Wednesday 22 August 2007

"Bath or Blog?...Blath or Bog?"



I find myself in the unique predicament of having to choose between bathing myself or expressing myself creatively. I can honestly say that I am unable to make a decision in this case, one way or the other. So I shall attempt what most modern women have to do in the modern age - make a compromise....that is, I shall write a wee little blog AND have a shortened (but no doubt needed) bathing session. See, who says a woman can't have it all?

Today I find myself mildly pleased and also somewhat lethargic. The pleased bit is due to the fact that a lot of my clothes are starting to hang off me, and that means that my 'baby weight' (ie. excess pounds put on by midnight KitKat indulgances and dipping into the Ben & Jerry's more times than was strictly necessary) is finally bidding adieu and my skinny jeans are starting to look the way the designers intended....Skinny...(and not like sausages stuffed into too-small casings).

On a slightly, but only slightly less superficial scale, is the hum-drum British weather, which as we speak resembles a mid-Novembers day: cold, rainy and utterly devoid of any warmth or well-being. On the news today was a segment featuring Brits who have had it with this climate and increasing violence in the capital and are emmigrating to countries like Australia, Spain and America. Jay and I on the other hand are in the process of searching for an over-priced, over-valued new abhode which will likely keep us wage slaves here for the rest of the days of our lives...with interest rates high enough to cause nosebleeds (sigh)...

But you don't want to hear about all that. Boring boring boring. What you really want to hear about are the two monsters I bet, and what latest catastrophes they have visited upon this household. Well, aside from the usual destruction and general mayhem that is our unscheduled everyday shenanigans, I am pleased to report that both boys are thriving. (The fact that with every day I am becoming less and less of a coherant, functioning person is beside the point I suppose.)

Dumpie has now become terribly particular about food and point blank refuses his morning porridge and any baby food. He has been revolting against my lackadaisical daily efforts by going on hunger strike the past two days and will only eat what either I am eating or Egg is. This means that Vegetable and Turkey Casserole was spat into my face at lunch in lieu of some of Egg's peanut butter sandwich. At dinner, the Beef Hotpot was tossed willy-nilly onto Jay's freshly washed jeans in favour of pizza and rocket salad with shaved parmesan.
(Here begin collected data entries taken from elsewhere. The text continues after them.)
/// Integration tests for the reference sample CLI
/// Tests cover: objects, SED/PDZ writes and reads, validation errors, rotation,
/// missing lists, optimize, persistence and configuration errors
use std::fs;
use std::path::Path;
use tempfile::tempdir;

/// Helper to run CLI commands against the store at `root` and capture output
fn run_cli_with(root: &Path, env: &[(&str, &str)], command: &str) -> (String, String, bool) {
    use std::io::Write;
    use std::process::{Command, Stdio};

    let mut cmd = Command::new(env!("CARGO_BIN_EXE_cli"));
    cmd.env("REFSAMPLE_PATH", root.to_str().unwrap())
        .env_remove("REFSAMPLE_MAX_FILE_KB")
        .env_remove("REFSAMPLE_OVERWRITE")
        .env_remove("REFSAMPLE_SYNC")
        .env_remove("RUST_LOG");
    for (k, v) in env {
        cmd.env(k, v);
    }

    let mut child = cmd
        .stdin(Stdio::piped())
        .stdout(Stdio::piped())
        .stderr(Stdio::piped())
        .spawn()
        .expect("Failed to spawn CLI");

    {
        let stdin = child.stdin.as_mut().expect("Failed to open stdin");
        // The process may exit before reading stdin (configuration errors)
        let _ = stdin.write_all(command.as_bytes());
        let _ = stdin.write_all(b"EXIT\n");
    }

    let output = child.wait_with_output().expect("Failed to read output");
    (
        String::from_utf8_lossy(&output.stdout).to_string(),
        String::from_utf8_lossy(&output.stderr).to_string(),
        output.status.success(),
    )
}

fn run_cli_command(root: &Path, command: &str) -> String {
    run_cli_with(root, &[], command).0
}

/// Reply lines only: strips the banner and the prompt prefix.
fn replies(output: &str) -> Vec<String> {
    output
        .lines()
        .skip(3)
        .map(|l| l.trim_start_matches("> ").to_string())
        .filter(|l| !l.is_empty())
        .collect()
}

#[test]
fn test_create_store_on_first_run() {
    let dir = tempdir().unwrap();
    let root = dir.path().join("rs");

    let output = run_cli_command(&root, "SIZE\n");

    assert!(output.contains("RefSample ready"));
    assert!(root.join("index.bin").is_file());
    assert!(root.join("sed_data_1.bin").is_file());
    assert!(root.join("pdz_data_1.bin").is_file());
    assert_eq!(replies(&output), vec!["0", "bye"]);
}

#[test]
fn test_basic_sed_roundtrip() {
    let dir = tempdir().unwrap();
    let root = dir.path().join("rs");

    let output = run_cli_command(&root, "NEW 10\nADDSED 10 100:1 105:2 110:3\nGETSED 10\n");

    assert_eq!(replies(&output), vec!["OK", "OK", "100:1 105:2 110:3", "bye"]);
}

#[test]
fn test_basic_pdz_roundtrip() {
    let dir = tempdir().unwrap();
    let root = dir.path().join("rs");

    let commands = "NEW 10\nNEW 11\nADDPDZ 10 0:0 1:0.5 2:1\nADDPDZ 11 0:0.75 1:0.5 2:0.25\nGETPDZ 10\nGETPDZ 11\n";
    let output = run_cli_command(&root, commands);

    assert_eq!(
        replies(&output),
        vec!["OK", "OK", "OK", "OK", "0:0 1:0.5 2:1", "0:0.75 1:0.5 2:0.25", "bye"]
    );
}

#[test]
fn test_unset_data_is_nil() {
    let dir = tempdir().unwrap();
    let root = dir.path().join("rs");

    let output = run_cli_command(&root, "NEW 5\nGETSED 5\nGETPDZ 5\n");

    assert_eq!(replies(&output), vec!["OK", "(nil)", "(nil)", "bye"]);
}

#[test]
fn test_unknown_id_is_error() {
    let dir = tempdir().unwrap();
    let root = dir.path().join("rs");

    let output = run_cli_command(&root, "GETSED 5\nADDSED 5 1:1\n");

    let r = replies(&output);
    assert!(r[0].starts_with("ERR"));
    assert!(r[1].starts_with("ERR"));
}

#[test]
fn test_duplicate_object_rejected() {
    let dir = tempdir().unwrap();
    let root = dir.path().join("rs");

    let output = run_cli_command(&root, "NEW 1\nNEW 1\nSIZE\n");

    let r = replies(&output);
    assert_eq!(r[0], "OK");
    assert!(r[1].starts_with("ERR"));
    assert_eq!(r[2], "1");
}

#[test]
fn test_second_write_rejected() {
    let dir = tempdir().unwrap();
    let root = dir.path().join("rs");

    let commands = "NEW 1\nADDSED 1 1:1 2:2\nADDSED 1 3:3\nGETSED 1\n";
    let output = run_cli_command(&root, commands);

    let r = replies(&output);
    assert!(r[2].starts_with("ERR"));
    assert!(r[2].contains("already set"));
    assert_eq!(r[3], "1:1 2:2");
}

#[test]
fn test_unsorted_sed_rejected() {
    let dir = tempdir().unwrap();
    let root = dir.path().join("rs");

    let output = run_cli_command(&root, "NEW 1\nADDSED 1 10:0 9:1 7:2\nGETSED 1\nMISSING SED\n");

    let r = replies(&output);
    assert!(r[1].starts_with("ERR"));
    assert_eq!(r[2], "(nil)");
    assert_eq!(r[3], "1");
    assert_eq!(fs::metadata(root.join("sed_data_1.bin")).unwrap().len(), 0);
}

#[test]
fn test_pdz_axis_mismatch_rejected() {
    let dir = tempdir().unwrap();
    let root = dir.path().join("rs");

    let commands = "NEW 1\nNEW 2\nADDPDZ 1 0:1 1:1 2:1\nADDPDZ 2 0:1 1:1\nADDPDZ 2 0:1 1.5:1 2:1\n";
    let output = run_cli_command(&root, commands);

    let r = replies(&output);
    assert_eq!(r[2], "OK");
    assert!(r[3].starts_with("ERR"));
    assert!(r[4].starts_with("ERR"));
}

#[test]
fn test_missing_lists() {
    let dir = tempdir().unwrap();
    let root = dir.path().join("rs");

    let commands = "NEW 1\nNEW 2\nNEW 3\nADDSED 2 1:1\nADDPDZ 3 0:1\nMISSING SED\nMISSING PDZ\nIDS\n";
    let output = run_cli_command(&root, commands);

    let r = replies(&output);
    assert_eq!(r[5], "1 3");
    assert_eq!(r[6], "1 2");
    assert_eq!(r[7], "1 2 3");
}

#[test]
fn test_rotation_with_small_budget() {
    let dir = tempdir().unwrap();
    let root = dir.path().join("rs");

    // 200 points per SED = 1612 bytes, above the 1 KiB budget
    let points: Vec<String> = (0..200).map(|i| format!("{}:1", i)).collect();
    let mut commands = String::new();
    for id in 0..3 {
        commands.push_str(&format!("NEW {}\nADDSED {} {}\n", id, id, points.join(" ")));
    }
    let (out, _, ok) = run_cli_with(&root, &[("REFSAMPLE_MAX_FILE_KB", "1")], &commands);

    assert!(ok);
    assert!(!out.contains("ERR"));
    assert!(root.join("sed_data_3.bin").is_file());
    assert!(!root.join("sed_data_4.bin").exists());
}

#[test]
fn test_persistence_across_restarts() {
    let dir = tempdir().unwrap();
    let root = dir.path().join("rs");

    run_cli_command(&root, "NEW 7\nADDSED 7 1:2 3:4\nADDPDZ 7 0:0.5 1:0.5\n");
    let output = run_cli_command(&root, "SIZE\nGETSED 7\nGETPDZ 7\n");

    assert!(output.contains("objects=1"));
    assert_eq!(replies(&output), vec!["1", "1:2 3:4", "0:0.5 1:0.5", "bye"]);
}

#[test]
fn test_overwrite_clears_store() {
    let dir = tempdir().unwrap();
    let root = dir.path().join("rs");

    run_cli_command(&root, "NEW 7\n");
    let (out, _, ok) = run_cli_with(&root, &[("REFSAMPLE_OVERWRITE", "true")], "SIZE\n");

    assert!(ok);
    assert_eq!(replies(&out), vec!["0", "bye"]);
}

#[test]
fn test_optimize_reorders_ids() {
    let dir = tempdir().unwrap();
    let root = dir.path().join("rs");

    let commands = "NEW 1\nNEW 2\nNEW 3\nADDSED 3 1:1\nADDSED 1 1:1\nOPTIMIZE\nIDS\n";
    let output = run_cli_command(&root, commands);

    let r = replies(&output);
    assert_eq!(r[5], "OK");
    assert_eq!(r[6], "3 1 2");

    let output = run_cli_command(&root, "IDS\n");
    assert_eq!(replies(&output)[0], "3 1 2");
}

#[test]
fn test_sync_mode() {
    let dir = tempdir().unwrap();
    let root = dir.path().join("rs");

    let (out, _, ok) = run_cli_with(
        &root,
        &[("REFSAMPLE_SYNC", "true")],
        "NEW 1\nADDSED 1 1:1\nGETSED 1\n",
    );

    assert!(ok);
    assert!(out.contains("sync=true"));
    assert_eq!(replies(&out), vec!["OK", "OK", "1:1", "bye"]);
}

#[test]
fn test_invalid_config_fails() {
    let dir = tempdir().unwrap();
    let root = dir.path().join("rs");

    let (_, err, ok) = run_cli_with(&root, &[("REFSAMPLE_MAX_FILE_KB", "huge")], "");

    assert!(!ok);
    assert!(err.contains("REFSAMPLE_MAX_FILE_KB"));
    assert!(!root.exists());
}

#[test]
fn test_usage_errors() {
    let dir = tempdir().unwrap();
    let root = dir.path().join("rs");

    let output = run_cli_command(&root, "NEW\nADDSED x 1:1\nMISSING\nFROB\n");

    let r = replies(&output);
    assert!(r[..4].iter().all(|l| l.starts_with("ERR")));
    assert!(r[3].contains("unknown command"));
}

#[test]
fn test_stats_output() {
    let dir = tempdir().unwrap();
    let root = dir.path().join("rs");

    let output = run_cli_command(&root, "STATS\n");

    assert!(output.contains("ReferenceSample"));
    assert!(output.contains("sed_files"));
}

#[test]
fn test_quit_command() {
    let dir = tempdir().unwrap();
    let root = dir.path().join("rs");

    let output = run_cli_command(&root, "QUIT\nNEW 1\n");

    assert!(output.contains("bye"));
    assert!(!output.contains("OK"));
}

#[test]
fn test_logs_go_to_stderr() {
    let dir = tempdir().unwrap();
    let root = dir.path().join("rs");

    let (out, err, _) = run_cli_with(&root, &[("RUST_LOG", "info")], "SIZE\n");

    assert!(err.contains("created reference sample"));
    assert!(!out.contains("created reference sample"));
}
//! # PDZ data files
//!
//! Append-only storage of redshift probability densities for the reference
//! sample. One [`PdzDataProvider`] owns one `pdz_data_<n>.bin` file.
//!
//! All PDZ curves stored in a file share a single redshift bin axis. The
//! axis is written once as a file header by the first PDZ appended, and
//! every later record holds only the object id and the density values. See
//! [`format`] for the byte layout.
//!
//! A PDZ whose bins differ from the file axis, in length or in any value,
//! is rejected at write time. Nothing is ever rewritten to accommodate it.

pub mod format;

use byteorder::{LittleEndian, ReadBytesExt, WriteBytesExt};
use std::fs::{File, OpenOptions};
use std::io::{self, Read, Seek, SeekFrom, Write};
use std::path::{Path, PathBuf};
use std::sync::Mutex;

use thiserror::Error;
use xydataset::{first_unsorted_f32, XYDataset};

use crate::format::{header_size, read_header, record_offset, record_size, write_header};

/// Errors that can occur while reading or appending PDZ records.
#[derive(Debug, Error)]
pub enum PdzError {
    /// An underlying I/O error.
    #[error("io error: {0}")]
    Io(#[from] io::Error),

    /// The first PDZ of a file must define at least one bin.
    #[error("PDZ has no bins")]
    EmptyBins,

    /// The bins of the PDZ defining the axis are not strictly ascending.
    #[error("PDZ bins not in order (bin {index})")]
    UnsortedBins { index: usize },

    /// The PDZ has a different number of bins than the file axis.
    #[error("PDZ has {actual} bins, the file axis has {expected}")]
    BinCountMismatch { expected: usize, actual: usize },

    /// The PDZ has a bin value that differs from the file axis.
    #[error("PDZ bin {index} is {actual}, the file axis has {expected}")]
    BinValueMismatch {
        index: usize,
        expected: f32,
        actual: f32,
    },

    /// The axis has more bins than the `u32` header field can describe.
    #[error("PDZ too long: {0} bins")]
    TooLong(usize),

    /// A read was requested at a negative offset.
    #[error("negative offset {0}")]
    NegativeOffset(i64),

    /// A read was requested before any PDZ was written to the file.
    #[error("PDZ file has no bin axis yet")]
    NoBinAxis,

    /// The header or a record is malformed.
    #[error("corrupt PDZ data at offset {offset}: {reason}")]
    Corrupt { offset: u64, reason: String },

    /// A previous holder of the file lock panicked.
    #[error("PDZ file lock poisoned")]
    Poisoned,
}

/// Reads and appends PDZ records on a single data file, validating every
/// write against the file's bin axis.
///
/// The axis is loaded when the file is opened and kept in memory, so neither
/// writes nor reads touch the header again.
pub struct PdzDataProvider {
    path: PathBuf,
    file: Mutex<File>,
    /// Bin axis of this file. Empty until the first PDZ is written.
    bins: Vec<f32>,
    buf: Vec<u8>,
}

impl std::fmt::Debug for PdzDataProvider {
    fn fmt(&self, f: &mut std::fmt::Formatter<'_>) -> std::fmt::Result {
        f.debug_struct("PdzDataProvider")
            .field("path", &self.path)
            .field("bins", &self.bins.len())
            .finish()
    }
}

impl PdzDataProvider {
    /// Opens an existing PDZ data file. If the file is not empty its bin
    /// axis header is read immediately.
    ///
    /// # Errors
    ///
    /// `Io` if the file is missing or unreadable, `Corrupt` if the header is
    /// truncated or declares zero bins.
    pub fn open<P: AsRef<Path>>(path: P) -> Result<Self, PdzError> {
        let path = path.as_ref().to_path_buf();
        let mut file = OpenOptions::new().read(true).write(true).open(&path)?;

        let bins = if file.metadata()?.len() > 0 {
            let bins = read_header(&mut file).map_err(|e| match e.kind() {
                io::ErrorKind::InvalidData | io::ErrorKind::UnexpectedEof => PdzError::Corrupt {
                    offset: 0,
                    reason: e.to_string(),
                },
                _ => PdzError::Io(e),
            })?;
            if bins.is_empty() {
                return Err(PdzError::Corrupt {
                    offset: 0,
                    reason: "header declares zero bins".to_string(),
                });
            }
            bins
        } else {
            Vec::new()
        };

        Ok(Self {
            path,
            file: Mutex::new(file),
            bins,
            buf: Vec::with_capacity(256),
        })
    }

    /// The bin axis of this file; empty if no PDZ has been written yet.
    pub fn bins(&self) -> &[f32] {
        &self.bins
    }

    /// Checks that `data` could be appended to this file without writing
    /// anything.
    pub fn validate(&self, data: &XYDataset) -> Result<(), PdzError> {
        let bins: Vec<f32> = data.iter().map(|p| p.0 as f32).collect();
        check_bins(&self.bins, &bins)
    }

    /// Appends the PDZ of object `id` and returns the offset of its `id`
    /// field.
    ///
    /// If the file has no axis yet, the bins of `data` become the axis and
    /// are written as the header in the same write as the record.
    pub fn add_pdz(&mut self, id: i64, data: &XYDataset) -> Result<u64, PdzError> {
        let bins: Vec<f32> = data.iter().map(|p| p.0 as f32).collect();
        check_bins(&self.bins, &bins)?;
        let defines_axis = self.bins.is_empty();

        self.buf.clear();
        if defines_axis {
            write_header(&mut self.buf, &bins)?;
        }
        let record_start = self.buf.len() as u64;
        self.buf.write_i64::<LittleEndian>(id)?;
        for &(_, value) in data.iter() {
            self.buf.write_f32::<LittleEndian>(value as f32)?;
        }

        let file = self.file.get_mut().map_err(|_| PdzError::Poisoned)?;
        let end = file.seek(SeekFrom::End(0))?;
        if defines_axis && end != 0 {
            return Err(PdzError::Corrupt {
                offset: 0,
                reason: format!("file has {} bytes but no bin axis", end),
            });
        }
        file.write_all(&self.buf)?;
        file.flush()?;

        if defines_axis {
            self.bins = bins;
        }
        Ok(end + record_start)
    }

    /// Reads the record at `offset`, returning the stored object id and the
    /// densities zipped with the file's bin axis.
    pub fn read_pdz(&self, offset: i64) -> Result<(i64, XYDataset), PdzError> {
        if offset < 0 {
            return Err(PdzError::NegativeOffset(offset));
        }
        if self.bins.is_empty() {
            return Err(PdzError::NoBinAxis);
        }
        let offset = offset as u64;
        let n = self.bins.len();

        if offset < header_size(n) {
            return Err(PdzError::Corrupt {
                offset,
                reason: "offset points inside the bin header".to_string(),
            });
        }
        if record_offset(n, (offset - header_size(n)) / record_size(n)) != offset {
            return Err(PdzError::Corrupt {
                offset,
                reason: "offset is not on a record boundary".to_string(),
            });
        }

        let mut f = self.file.lock().map_err(|_| PdzError::Poisoned)?;
        let filesize = f.metadata()?.len();
        if offset.saturating_add(record_size(n)) > filesize {
            return Err(PdzError::Corrupt {
                offset,
                reason: format!("record runs past end of file ({} bytes)", filesize),
            });
        }

        f.seek(SeekFrom::Start(offset))?;
        let mut record = vec![0u8; record_size(n) as usize];
        f.read_exact(&mut record)?;

        let mut r = &record[..];
        let id = r.read_i64::<LittleEndian>()?;
        let mut points = Vec::with_capacity(n);
        for &bin in &self.bins {
            let value = r.read_f32::<LittleEndian>()?;
            points.push((bin as f64, value as f64));
        }

        Ok((id, XYDataset::new(points)))
    }

    /// Number of complete records in the file.
    pub fn record_count(&self) -> Result<u64, PdzError> {
        if self.bins.is_empty() {
            return Ok(0);
        }
        let n = self.bins.len();
        let body = self.size()?.saturating_sub(header_size(n));
        Ok(body / record_size(n))
    }

    /// Current on-disk size of the file in bytes.
    pub fn size(&self) -> Result<u64, PdzError> {
        let f = self.file.lock().map_err(|_| PdzError::Poisoned)?;
        Ok(f.metadata()?.len())
    }

    /// Forces appended records to stable storage via `sync_all()`.
    pub fn sync_to_disk(&mut self) -> Result<(), PdzError> {
        let file = self.file.get_mut().map_err(|_| PdzError::Poisoned)?;
        file.flush()?;
        file.sync_all()?;
        Ok(())
    }

    pub fn path(&self) -> &Path {
        &self.path
    }
}

/// Validates candidate `bins` against a file `axis`.
///
/// With no axis yet, the bins must be non-empty and strictly ascending.
/// Otherwise they must equal the axis value for value.
fn check_bins(axis: &[f32], bins: &[f32]) -> Result<(), PdzError> {
    if axis.is_empty() {
        if bins.is_empty() {
            return Err(PdzError::EmptyBins);
        }
        if bins.len() > u32::MAX as usize {
            return Err(PdzError::TooLong(bins.len()));
        }
        if let Some(index) = first_unsorted_f32(bins.iter().copied()) {
            return Err(PdzError::UnsortedBins { index });
        }
        return Ok(());
    }

    if bins.len() != axis.len() {
        return Err(PdzError::BinCountMismatch {
            expected: axis.len(),
            actual: bins.len(),
        });
    }
    for (index, (&expected, &actual)) in axis.iter().zip(bins).enumerate() {
        if expected != actual {
            return Err(PdzError::BinValueMismatch {
                index,
                expected,
                actual,
            });
        }
    }
    Ok(())
}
Strawberries are in but melon is out. Grapes rock but blueberry muffins rule. Yesterday morning (see pic) I made Egg a lovely fruitplate upon request (hey - i'm a lazy bad mother and all that - but I can still see the value in asthetic meal presentations) for I'm nothing if not shambolic 4* service. Dumps immediately set about wailing and shrieking like a dying bat and for the life of me I could not quiet him. It was Egg who said,

"Mama, Dumps wants a fruit plate too"

pointing out the blatantly obvious solution, and minutes later the boys were happily ensconsed in their fruit-binging and pleased as pumpkins.

Well I could go on but I shan't. Next door in our tiny bathroom (where Dumps first entered our world a mere 9 months ago) is a slightly small bathtub going lukewarm and becoming less appealing by the minute. If I don't go now I fear I won't have another chance until Jay returns from his Paris trip Friday night. (Yep, the hubby gets to go to the City of Love sans wife and two monsters and drink wine to his hearts content and pretend he's a man about town for one night.)

I on the otherhand have to negotiate 36 hours of non-stop childcare with one bored toddler and one teething baby and two conspicuously absent aunties (I suspect they're hiding out because our 11th anniversary is coming up next week and they want to dodge the fateful request of, "Do you think you could watch the boys while we go out for hours and get twatted?" question...).

Don't blame them. If i were them I'd make up my excuses now.